By LaTasha Chaffin, Graduate Student, Grand Valley State University
Historically, the Black church has been a core institution for African-American philanthropy. The Black church does not only serve as a faith-based house of worship, but it facilitates organized philanthropic efforts including meeting spiritual, psychological, financial, educational and basic humanitarian such as food, housing, and shelter needs.

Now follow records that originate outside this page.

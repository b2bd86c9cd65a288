//! Start-learning wizard: role, purpose, and content-stage state.
//!
//! DESIGN
//! ======
//! The stage is derived from which selections are set rather than stored,
//! so state and navigation cannot disagree. Selecting a purpose stores the
//! whole catalog value (payload included); the content stage is a total
//! dispatch over `(role, purpose.kind)` that bottoms out in a fallback view
//! instead of panicking.

#[cfg(test)]
#[path = "wizard_test.rs"]
mod wizard_test;

use std::collections::HashSet;

use crate::catalog::{
    self, Purpose, PurposeKind, PurposePayload, ResourceLink, Role, Section, StudentScore, TopicCard,
};

/// Which wizard screen renders.
#[derive(Clone, Copy, Debug, Default, PartialEq, Eq)]
pub enum WizardStage {
    #[default]
    RoleSelect,
    PurposeSelect,
    Content,
}

/// Wizard selections. Created fresh with its page and never persisted.
#[derive(Clone, Debug, Default)]
pub struct WizardState {
    pub role: Option<Role>,
    pub purpose: Option<Purpose>,
    /// Career-picker selection; cleared whenever the purpose changes.
    pub selected_skills: HashSet<String>,
    pub earned_rewards: Vec<String>,
}

impl WizardState {
    #[must_use]
    pub fn new() -> Self {
        Self::default()
    }

    /// Stage derived from the current selections.
    #[must_use]
    pub fn stage(&self) -> WizardStage {
        if self.purpose.is_some() {
            WizardStage::Content
        } else if self.role.is_some() {
            WizardStage::PurposeSelect
        } else {
            WizardStage::RoleSelect
        }
    }

    /// Choose a role; any previous purpose belongs to the old role and is dropped.
    pub fn select_role(&mut self, role: Role) {
        self.role = Some(role);
        self.purpose = None;
        self.selected_skills.clear();
    }

    /// Choose a purpose, entering the content stage fresh.
    pub fn select_purpose(&mut self, purpose: Purpose) {
        self.selected_skills.clear();
        self.purpose = Some(purpose);
    }

    /// Step one stage back, discarding the selections made past it.
    pub fn back(&mut self) {
        if self.purpose.is_some() {
            self.purpose = None;
            self.selected_skills.clear();
        } else {
            self.role = None;
        }
    }

    /// Replace the skill selection with the picker's finalized set.
    pub fn set_selected_skills(&mut self, skills: HashSet<String>) {
        self.selected_skills = skills;
    }

    /// Selected skills in the catalog's skill-list order, not toggle order.
    #[must_use]
    pub fn ordered_skills(&self) -> Vec<String> {
        catalog::career_skills()
            .iter()
            .filter(|skill| self.selected_skills.contains(**skill))
            .map(|skill| (*skill).to_owned())
            .collect()
    }

    /// Record an earned reward.
    pub fn award(&mut self, reward: String) {
        self.earned_rewards.push(reward);
    }

    /// View model for the content stage, or `None` before a purpose is set.
    #[must_use]
    pub fn content_view(&self) -> Option<ContentView> {
        self.purpose.as_ref().map(|purpose| dispatch_content(self.role, purpose))
    }
}

/// What the content stage renders.
#[derive(Clone, Debug, PartialEq)]
pub struct ContentView {
    pub heading: String,
    pub description: String,
    pub body: ContentBody,
}

/// Body variants for the content stage.
#[derive(Clone, Debug, PartialEq)]
pub enum ContentBody {
    /// The full sectioned learning-path catalog.
    Paths(&'static [Section]),
    /// A fixed icon-card grid (exam prep, course tools).
    TopicCards(&'static [TopicCard]),
    /// The career skill picker with its downstream flowchart.
    SkillPicker,
    /// The gamified quiz.
    Quiz,
    /// Teaching resource links plus the embedded helper bot.
    Resources(Vec<ResourceLink>),
    /// Student performance rows.
    Scores(Vec<StudentScore>),
    /// Nothing to show; the description carries the prompt.
    Empty,
}

/// Total content dispatch. Combinations without a dedicated view get the
/// role-appropriate fallback; this function never panics.
#[must_use]
pub fn dispatch_content(role: Option<Role>, purpose: &Purpose) -> ContentView {
    match (role, purpose.kind) {
        (Some(Role::Student), PurposeKind::LearnSkill) => ContentView {
            heading: "Learn a New Skill".to_owned(),
            description: "Choose your learning path".to_owned(),
            body: ContentBody::Paths(catalog::sections()),
        },
        (Some(Role::Student), PurposeKind::ExamPrep) => ContentView {
            heading: purpose.title.to_owned(),
            description: "Prepare effectively for your upcoming exams".to_owned(),
            body: ContentBody::TopicCards(catalog::exam_prep_topics()),
        },
        (Some(Role::Student), PurposeKind::AdvanceCareer) => ContentView {
            heading: "Select Skills to Advance Your Career".to_owned(),
            description: "Choose the skills you want to gain:".to_owned(),
            body: ContentBody::SkillPicker,
        },
        (Some(Role::Student), PurposeKind::GamifiedLearning) => ContentView {
            heading: "Gamified Learning Experience".to_owned(),
            description: "Enjoy interactive and engaging learning with achievements.".to_owned(),
            body: ContentBody::Quiz,
        },
        (Some(Role::Teacher), PurposeKind::TeachingMethods) => ContentView {
            heading: "Enhance My Teaching Methods".to_owned(),
            description: "Use AI-driven tools to improve your teaching.".to_owned(),
            body: ContentBody::Resources(match &purpose.payload {
                PurposePayload::Resources(links) => links.clone(),
                _ => Vec::new(),
            }),
        },
        (Some(Role::Teacher), PurposeKind::CreateCourses) => ContentView {
            heading: purpose.title.to_owned(),
            description: "Create engaging courses for your students".to_owned(),
            body: ContentBody::TopicCards(catalog::course_tool_topics()),
        },
        (Some(Role::Teacher), PurposeKind::StudentPerformance) => ContentView {
            heading: "Monitor Student Performance".to_owned(),
            description: "Get insights into student learning behavior.".to_owned(),
            body: ContentBody::Scores(match &purpose.payload {
                PurposePayload::Scores(rows) => rows.clone(),
                _ => Vec::new(),
            }),
        },
        (Some(Role::Teacher), _) => fallback_view(purpose, "Select a teaching tool to begin"),
        _ => fallback_view(purpose, "Select a learning path to begin"),
    }
}

fn fallback_view(purpose: &Purpose, prompt: &str) -> ContentView {
    ContentView {
        heading: purpose.title.to_owned(),
        description: prompt.to_owned(),
        body: ContentBody::Empty,
    }
}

Black churches are also involved in organizing and providing volunteers to the community and in civil and human rights activism.
Most Black churches are community focused, committed to helping the inner city and are owned and operated by African-Americans (Duran 2001).

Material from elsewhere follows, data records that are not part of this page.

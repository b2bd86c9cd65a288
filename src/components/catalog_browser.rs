//! Collapsible browser over the learning-path catalog.
//!
//! DESIGN
//! ======
//! Every section and every entry owns an independent expand toggle; opening
//! one never collapses another. Entry toggles are keyed by section title
//! plus entry key, so a key like "JavaScript" could appear in two sections
//! without the toggles interfering.

#[cfg(test)]
#[path = "catalog_browser_test.rs"]
mod catalog_browser_test;

use std::collections::HashSet;

use leptos::prelude::*;

use crate::catalog::{ContentEntry, Section, Topic};
use crate::util::expand::{hidden_count, toggle_member, visible_count};

/// Entries shown per section before expansion.
const SECTION_PREVIEW_LIMIT: usize = 3;

/// Topic chips shown per entry before expansion.
const TOPIC_PREVIEW_LIMIT: usize = 4;

fn section_expand_label(expanded: bool, total: usize) -> String {
    if expanded {
        "Show Less".to_owned()
    } else {
        format!("+{} More", hidden_count(total, SECTION_PREVIEW_LIMIT))
    }
}

fn topic_expand_label(expanded: bool, total: usize) -> String {
    if expanded {
        "Show Less".to_owned()
    } else {
        format!("+{} more", hidden_count(total, TOPIC_PREVIEW_LIMIT))
    }
}

/// Sectioned catalog view with per-section and per-entry expansion.
#[component]
pub fn CatalogBrowser(sections: &'static [Section]) -> impl IntoView {
    let expanded_sections = RwSignal::new(HashSet::<String>::new());
    let expanded_entries = RwSignal::new(HashSet::<(String, String)>::new());

    view! {
        <div class="catalog">
            {move || {
                let open_sections = expanded_sections.get();
                let open_entries = expanded_entries.get();
                let last = sections.len().saturating_sub(1);

                sections
                    .iter()
                    .enumerate()
                    .map(|(index, section)| {
                        let title = section.title.clone();
                        let total = section.entries.len();
                        let is_open = open_sections.contains(&title);
                        let toggle_title = title.clone();

                        view! {
                            <div class="catalog__section">
                                <h3 class="catalog__section-title">
                                    {title.clone()}
                                    <Show when={move || total > SECTION_PREVIEW_LIMIT}>
                                        <button
                                            class="catalog__expand"
                                            on:click={
                                                let key = toggle_title.clone();
                                                move |_| {
                                                    expanded_sections.update(|set| toggle_member(set, key.clone()));
                                                }
                                            }
                                        >
                                            {section_expand_label(is_open, total)}
                                        </button>
                                    </Show>
                                </h3>
                                <div class="catalog__grid">
                                    {section
                                        .entries
                                        .iter()
                                        .take(visible_count(total, is_open, SECTION_PREVIEW_LIMIT))
                                        .map(|entry| {
                                            entry_card(
                                                title.clone(),
                                                entry,
                                                open_entries.contains(&(title.clone(), entry.key.clone())),
                                                expanded_entries,
                                            )
                                        })
                                        .collect::<Vec<_>>()}
                                </div>
                                <Show when=move || index < last>
                                    <div class="catalog__divider"></div>
                                </Show>
                            </div>
                        }
                    })
                    .collect::<Vec<_>>()
            }}
        </div>
    }
}

fn entry_card(
    section_title: String,
    entry: &'static ContentEntry,
    is_open: bool,
    expanded_entries: RwSignal<HashSet<(String, String)>>,
) -> impl IntoView {
    let toggle_key = (section_title, entry.key.clone());
    let total = entry.topics.len();
    let has_resources = !entry.resources.is_empty();

    view! {
        <div class="catalog__entry">
            <h4 class="catalog__entry-title">{entry.key.clone()}</h4>
            <div class="catalog__chips">
                {entry
                    .topics
                    .iter()
                    .take(visible_count(total, is_open, TOPIC_PREVIEW_LIMIT))
                    .map(topic_chip)
                    .collect::<Vec<_>>()}
                <Show when={move || total > TOPIC_PREVIEW_LIMIT}>
                    <button
                        class="catalog__expand"
                        on:click={
                            let key = toggle_key.clone();
                            move |_| expanded_entries.update(|set| toggle_member(set, key.clone()))
                        }
                    >
                        {topic_expand_label(is_open, total)}
                    </button>
                </Show>
            </div>
            <div class="catalog__entry-detail">
                <p class="catalog__entry-description">{entry.description.clone()}</p>
                <Show when=move || has_resources>
                    <h5 class="catalog__resources-title">"Resources:"</h5>
                </Show>
                <ul class="catalog__resources">
                    {entry
                        .resources
                        .iter()
                        .map(|link| {
                            view! {
                                <li>
                                    <a href=link.url.clone() target="_blank" rel="noopener noreferrer">
                                        {link.name.clone()}
                                    </a>
                                </li>
                            }
                        })
                        .collect::<Vec<_>>()}
                </ul>
            </div>
        </div>
    }
}

fn topic_chip(topic: &'static Topic) -> impl IntoView {
    match topic.links.first() {
        Some(link) => view! {
            <a class="catalog__chip" href=link.url.clone() target="_blank" rel="noopener noreferrer">
                {topic.title.clone()}
            </a>
        }
        .into_any(),
        None => view! { <span class="catalog__chip">{topic.title.clone()}</span> }.into_any(),
    }
}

Philanthropy is “goodwill to fellow men; especially active effort to promote human welfare (Merriam-Webster 2003).”
Traditional definitions of philanthropy have focused on money but newer definitions have broadened this definition to “include the giving of time, shelter or other material resources as philanthropic activities (Duran 2001, 2).”
According to James A. Joseph, author of Black Philanthropy , The Potential and Limits of Private Generosity in a Civil Society , “African-Americans connection to the Black church is directly linked to “the overriding belief among African-Americans that service to God is linked to service to humanity (Ball, 1).”
The evolution of the Black church began in the colonial area with the development of the African Methodist Episcopal Church. The African Methodist Episcopal Church (AME) began with at a “clearing in the Delaware woods in the year 1787 (African Methodist Episcopal Church).” The first AME church, Mother Bethel was started by slave born Richard Allen. After being separated from his mother and siblings, who were sold in the slave trade, Richard “took solace in God’s love” (ibid.). Eventually Richard Allen bought his freedom. As a result of his “religious awakening” and in response to the inhumanities of slavery, Allen established the first AME church (ibid.).
During slavery, White slave masters used religion as a vice to keep slaves subservient by suggesting that God created African-American slaves to be servants and if slaves fulfilled this duty, they would be rewarded in heaven (Francis 2003).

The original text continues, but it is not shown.